In theory, your brand is an external reflection of your internal culture. It communicates who you are out loud so consumers can make an informed decision about whether or not to buy or join.

In practice, however, plenty of companies back into a brand based on perceived client preferences, mirroring the competition, aspirational values or indulging in generous creativity. Sadly, the divide between today’s manufactured brands and their respective cultures is wide enough for clients and prospective talent to get lost within.

At a time where real competitive differentiation can help determine the longevity of your firm, it’s time to get strategic about culture.

If only you had an internal leader devoted to understanding and communicating your firm’s identity and a team of brand ambassadors to support that work.

Fortunately, your CMO is that leader, and Marketing is that team. Look to them to bridge the divide between who you are and who you say you are to your target market. The reward is a brand of substance that can be felt on every level of delivery – because it comes from within.

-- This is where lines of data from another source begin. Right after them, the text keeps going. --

//! Assembles [`Settings`] from its three layers.
//!
//! Compiled defaults come first, then whatever fields
//! `~/.kel/settings.json` carries, then the `KEL_AGENT_*` environment
//! variables. Later layers win field by field: a missing or `null` file
//! field leaves the layer below in place, and an environment override
//! that fails validation is logged and skipped.

use std::path::{Path, PathBuf};

use serde::Deserialize;
use tracing::{debug, warn};

use crate::errors::{Result, SettingsError};
use crate::types::Settings;

const HOST_VAR: &str = "KEL_AGENT_HOST";
const PORT_VAR: &str = "KEL_AGENT_PORT";

/// The user's settings file: `~/.kel/settings.json`, with `/tmp`
/// standing in for the home directory when `$HOME` is unset.
pub fn settings_path() -> PathBuf {
    match std::env::var("HOME") {
        Ok(home) => Path::new(&home).join(".kel/settings.json"),
        Err(_) => PathBuf::from("/tmp/.kel/settings.json"),
    }
}

/// Settings from the default file location plus environment overrides.
pub fn load_settings() -> Result<Settings> {
    load_settings_from_path(&settings_path())
}

/// Settings from a specific file plus environment overrides.
///
/// A missing file is not an error; the defaults flow through. A file
/// that exists but cannot be read or parsed is.
pub fn load_settings_from_path(path: &Path) -> Result<Settings> {
    let mut settings = Settings::default();
    match std::fs::read_to_string(path) {
        Ok(text) => {
            let file: FileSettings = serde_json::from_str(&text)?;
            debug!(?path, "read settings file");
            file.overlay(&mut settings);
        }
        Err(e) if e.kind() == std::io::ErrorKind::NotFound => {
            debug!(?path, "no settings file, keeping defaults");
        }
        Err(e) => return Err(e.into()),
    }
    apply_env_overrides(&mut settings);
    Ok(settings)
}

/// The fields a settings file may carry. Each is optional so a file can
/// pin one value and leave the rest to the layers below; `null` counts
/// as absent.
#[derive(Debug, Deserialize)]
struct FileSettings {
    host: Option<String>,
    port: Option<u16>,
}

impl FileSettings {
    fn overlay(self, settings: &mut Settings) {
        if let Some(host) = self.host {
            settings.host = host;
        }
        if let Some(port) = self.port {
            settings.port = port;
        }
    }
}

// ── Environment overrides ───────────────────────────────────────────────────

/// Overlay `KEL_AGENT_HOST` / `KEL_AGENT_PORT` from the process
/// environment onto `settings`.
pub fn apply_env_overrides(settings: &mut Settings) {
    apply_overrides(
        settings,
        std::env::var(HOST_VAR).ok(),
        std::env::var(PORT_VAR).ok(),
    );
}

fn apply_overrides(settings: &mut Settings, host: Option<String>, port: Option<String>) {
    if let Some(host) = host.filter(|h| !h.is_empty()) {
        settings.host = host;
    }
    let Some(raw) = port else { return };
    match parse_port(&raw) {
        Ok(port) => settings.port = port,
        Err(e) => warn!(key = PORT_VAR, error = %e, "ignoring environment override"),
    }
}

/// A port override must be a number in 1..=65535.
pub(crate) fn parse_port(raw: &str) -> Result<u16> {
    match raw.parse::<u16>() {
        Ok(port) if port >= 1 => Ok(port),
        _ => Err(SettingsError::InvalidValue(format!(
            "port {raw:?} is outside 1..=65535"
        ))),
    }
}

// ─────────────────────────────────────────────────────────────────────────────
// Tests
// ─────────────────────────────────────────────────────────────────────────────
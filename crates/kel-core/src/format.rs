//! Pure decode-formatting helpers.
//!
//! Renders decodes the same way the application's Band Activity and Rx
//! Frequency windows display them, so a bridge consumer can show familiar
//! lines without owning any protocol state.

use crate::wsjtx::WsjtxDecode;

/// Render a decode as `HHMMSS SNR ΔT ΔF ~  MESSAGE`.
///
/// SNR is right-justified to width 3, the time delta carries exactly one
/// decimal digit right-justified to width 4, the frequency delta is an
/// integer right-justified to width 4, then a literal `~`, two spaces, and
/// the message verbatim.
#[must_use]
pub fn format_decode(decode: &WsjtxDecode) -> String {
    format!(
        "{} {:>3} {:>4.1} {:>4} ~  {}",
        format_time(decode.time),
        decode.snr,
        decode.delta_time,
        decode.delta_frequency,
        decode.message
    )
}

/// Format milliseconds since midnight UTC as zero-padded `HHMMSS`.
#[must_use]
pub fn format_time(ms_since_midnight: u32) -> String {
    let total_seconds = ms_since_midnight / 1000;
    let hours = total_seconds / 3600;
    let minutes = (total_seconds % 3600) / 60;
    let seconds = total_seconds % 60;
    format!("{hours:02}{minutes:02}{seconds:02}")
}

// ─────────────────────────────────────────────────────────────────────────────
// Tests
// ─────────────────────────────────────────────────────────────────────────────
//! # kel-core
//!
//! Wire model for the kel-agent WebSocket bridge: the outer envelope, the
//! per-protocol message kind discriminants, typed payload records for
//! every kind, and the pure decode-formatting helpers.
//!
//! Nothing here does I/O. `kel-client` owns the socket and the stream
//! plumbing; this crate only defines what travels over it.

#![deny(unsafe_code)]

pub mod envelope;
pub mod format;
pub mod hamlib;
pub mod kind;
pub mod wsjtx;

pub use envelope::{Envelope, ProtocolFrame};
pub use format::{format_decode, format_time};
pub use hamlib::HamlibRigState;
pub use kind::{ALL_HAMLIB_KINDS, ALL_WSJTX_KINDS, HamlibKind, WsjtxKind};
pub use wsjtx::*;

Marketing has long been the home of your external brand. No one understands or considers your reputation in the marketplace as much as your CMO and his/her team. Together, they’ve already done the heavy lifting to analyze your value proposition, market position, client demographics, strengths and weaknesses.

For your CMO to fully execute their function, they need influence over your cultural identity as well...

Yet, this analysis is only one side of the two-dimensional story that defines your firm. For your CMO to fully execute their function, they need access to and influence over your cultural identity as well. The result: what drives your firm on the outside is a natural extension of the same character that courses through your firm’s ecosystem on the inside. 

No to: random acts of culture. Yes to: consistent, centralized narrative.

Historically, responsibility for “culture” has been claimed by various, and often competing, constituencies across the firm, ranging from HR initiatives, individual leadership decrees, or a social/culture committee, to name a few. The common denominator here is a lack of strategy to transform these efforts into cultural cornerstones. Instead, they remain random acts of culture that live and die within a vacuum. Yet, these insights are a critical part of the formula that reveals who you really are as an organization. 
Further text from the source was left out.